Take the line containing "pub fn empresa_b()" and every line after it in the data below, and print them exactly as given, with nothing else.

Supplied material
- - -

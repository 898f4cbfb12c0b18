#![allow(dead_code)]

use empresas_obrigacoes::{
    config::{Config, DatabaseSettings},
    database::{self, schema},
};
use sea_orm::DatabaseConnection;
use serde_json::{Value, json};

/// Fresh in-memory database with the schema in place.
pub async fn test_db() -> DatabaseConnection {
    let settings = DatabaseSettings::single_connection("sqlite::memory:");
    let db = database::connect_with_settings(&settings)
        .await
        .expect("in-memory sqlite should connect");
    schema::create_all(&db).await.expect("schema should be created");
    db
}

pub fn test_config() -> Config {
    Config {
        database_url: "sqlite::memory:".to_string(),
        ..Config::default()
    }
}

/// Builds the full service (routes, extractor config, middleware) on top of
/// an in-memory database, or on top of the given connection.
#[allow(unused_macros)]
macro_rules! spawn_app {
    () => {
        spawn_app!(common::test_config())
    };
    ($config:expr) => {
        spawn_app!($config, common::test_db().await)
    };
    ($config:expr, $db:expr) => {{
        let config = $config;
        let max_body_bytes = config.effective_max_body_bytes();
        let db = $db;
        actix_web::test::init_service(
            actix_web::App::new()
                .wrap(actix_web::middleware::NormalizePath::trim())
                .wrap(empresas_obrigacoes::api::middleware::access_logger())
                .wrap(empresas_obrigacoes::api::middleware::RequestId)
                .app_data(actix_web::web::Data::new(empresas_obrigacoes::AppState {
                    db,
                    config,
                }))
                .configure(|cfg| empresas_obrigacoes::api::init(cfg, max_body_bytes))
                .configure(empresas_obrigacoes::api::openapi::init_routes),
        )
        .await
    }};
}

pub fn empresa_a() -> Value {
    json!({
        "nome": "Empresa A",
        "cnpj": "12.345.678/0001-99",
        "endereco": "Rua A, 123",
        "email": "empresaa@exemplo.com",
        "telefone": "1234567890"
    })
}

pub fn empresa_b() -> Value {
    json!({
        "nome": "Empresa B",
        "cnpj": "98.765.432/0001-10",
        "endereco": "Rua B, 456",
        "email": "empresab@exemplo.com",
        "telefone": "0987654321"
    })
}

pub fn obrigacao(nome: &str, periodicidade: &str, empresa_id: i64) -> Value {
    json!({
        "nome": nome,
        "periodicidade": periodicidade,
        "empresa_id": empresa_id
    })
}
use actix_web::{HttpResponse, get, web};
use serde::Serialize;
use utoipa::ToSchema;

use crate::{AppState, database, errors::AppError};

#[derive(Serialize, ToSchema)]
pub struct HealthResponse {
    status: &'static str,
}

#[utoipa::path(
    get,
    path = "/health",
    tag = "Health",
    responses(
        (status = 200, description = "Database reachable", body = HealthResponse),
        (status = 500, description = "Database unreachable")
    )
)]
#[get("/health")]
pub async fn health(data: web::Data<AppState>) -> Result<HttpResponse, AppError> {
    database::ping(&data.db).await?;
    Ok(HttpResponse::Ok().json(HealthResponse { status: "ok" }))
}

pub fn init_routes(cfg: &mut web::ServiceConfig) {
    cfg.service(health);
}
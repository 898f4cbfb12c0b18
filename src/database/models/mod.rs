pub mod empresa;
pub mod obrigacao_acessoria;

- - -

Response area
pub fn empresa_b() -> Value {
    json!({
        "nome": "Empresa B",
        "cnpj": "98.765.432/0001-10",
        "endereco": "Rua B, 456",
        "email": "empresab@exemplo.com",
        "telefone": "0987654321"
    })
}

pub fn obrigacao(nome: &str, periodicidade: &str, empresa_id: i64) -> Value {
    json!({
        "nome": nome,
        "periodicidade": periodicidade,
        "empresa_id": empresa_id
    })
}
use actix_web::{HttpResponse, get, web};
use serde::Serialize;
use utoipa::ToSchema;

use crate::{AppState, database, errors::AppError};

#[derive(Serialize, ToSchema)]
pub struct HealthResponse {
    status: &'static str,
}

#[utoipa::path(
    get,
    path = "/health",
    tag = "Health",
    responses(
        (status = 200, description = "Database reachable", body = HealthResponse),
        (status = 500, description = "Database unreachable")
    )
)]
#[get("/health")]
pub async fn health(data: web::Data<AppState>) -> Result<HttpResponse, AppError> {
    database::ping(&data.db).await?;
    Ok(HttpResponse::Ok().json(HealthResponse { status: "ok" }))
}

pub fn init_routes(cfg: &mut web::ServiceConfig) {
    cfg.service(health);
}
repository 898f4cbfb12c0b18
filename src/database/models/mod.rs
pub mod empresa;
pub mod obrigacao_acessoria;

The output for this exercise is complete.